▶ [Provided data]:
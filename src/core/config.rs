use crate::core::error::AppError;
use serde::{Deserialize, Serialize};
use std::str::FromStr;
use std::time::Duration;

pub const DEFAULT_EVENT_CHANNEL: &str = "fw:events";

#[derive(Debug, Clone, Serialize, Deserialize)]
pub struct Configuration {
    pub cache: CacheConfig,
    pub database: DatabaseConfig,
    pub logging: LoggingConfig,
}

#[derive(Debug, Clone, Serialize, Deserialize)]
pub struct CacheConfig {
    pub host: String,
    pub port: u16,
    pub db: i64,
    pub password: Option<String>,
    /// エージェントが購読するイベントチャネル
    pub channel: String,
    pub connect_timeout_ms: u64,
    pub op_timeout_ms: u64,
}

#[derive(Debug, Clone, Serialize, Deserialize)]
pub struct DatabaseConfig {
    pub host: String,
    pub port: u16,
    pub username: String,
    pub password: String,
    pub database: String,
    pub max_connections: u32,
}

#[derive(Debug, Clone, Serialize, Deserialize)]
pub struct LoggingConfig {
    pub level: String,
    pub file: String,
}

impl CacheConfig {
    pub fn url(&self) -> String {
        match &self.password {
            Some(password) => format!(
                "redis://:{}@{}:{}/{}",
                password, self.host, self.port, self.db
            ),
            None => format!("redis://{}:{}/{}", self.host, self.port, self.db),
        }
    }

    pub fn connect_timeout(&self) -> Duration {
        Duration::from_millis(self.connect_timeout_ms)
    }

    pub fn op_timeout(&self) -> Duration {
        Duration::from_millis(self.op_timeout_ms)
    }
}

impl DatabaseConfig {
    pub fn connection_string(&self) -> String {
        format!(
            "host={} port={} user={} password={} dbname={}",
            self.host, self.port, self.username, self.password, self.database
        )
    }
}

fn env_or<T>(name: &str, default: &str) -> Result<T, AppError>
where
    T: FromStr,
    T::Err: std::fmt::Display,
{
    std::env::var(name)
        .unwrap_or_else(|_| default.to_string())
        .parse()
        .map_err(|e| AppError::Config(format!("{}の値が無効です: {}", name, e)))
}

fn env_required(name: &str) -> Result<String, AppError> {
    std::env::var(name).map_err(|_| AppError::Config(format!("{}が設定されていません", name)))
}

impl Configuration {
    pub fn from_env() -> Result<Self, AppError> {
        dotenv::dotenv().ok();

        Ok(Configuration {
            cache: CacheConfig {
                host: env_or("REDIS_HOST", "127.0.0.1")?,
                port: env_or("REDIS_PORT", "6379")?,
                db: env_or("REDIS_DB", "0")?,
                password: std::env::var("REDIS_PASSWORD")
                    .ok()
                    .filter(|p| !p.is_empty()),
                channel: env_or("REDIS_CHANNEL", DEFAULT_EVENT_CHANNEL)?,
                connect_timeout_ms: env_or("REDIS_CONNECT_TIMEOUT_MS", "1000")?,
                op_timeout_ms: env_or("REDIS_OP_TIMEOUT_MS", "2000")?,
            },
            database: DatabaseConfig {
                host: env_required("DB_HOST")?,
                port: env_or("DB_PORT", "5432")?,
                username: env_required("DB_USER")?,
                password: env_required("DB_PASSWORD")?,
                database: env_required("DB_NAME")?,
                max_connections: env_or("DB_MAX_CONNECTIONS", "10")?,
            },
            logging: LoggingConfig {
                level: env_or("LOG_LEVEL", "info")?,
                file: env_or("LOG_FILE", "fw-propagator.log")?,
            },
        })
    }

    #[cfg(test)]
    pub fn for_testing() -> Self {
        Self {
            cache: CacheConfig {
                host: "localhost".to_string(),
                port: 6379,
                db: 0,
                password: None,
                channel: DEFAULT_EVENT_CHANNEL.to_string(),
                connect_timeout_ms: 1000,
                op_timeout_ms: 2000,
            },
            database: DatabaseConfig {
                host: "localhost".to_string(),
                port: 5432,
                username: "test".to_string(),
                password: "test".to_string(),
                database: "test_db".to_string(),
                max_connections: 5,
            },
            logging: LoggingConfig {
                level: "info".to_string(),
                file: "fw-propagator.log".to_string(),
            },
        }
    }
}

▶ [Task prompt]: In the entries, find every line holding "info" and copy it.

▶ [Completed exercise]:
                level: env_or("LOG_LEVEL", "info")?,
                level: "info".to_string(),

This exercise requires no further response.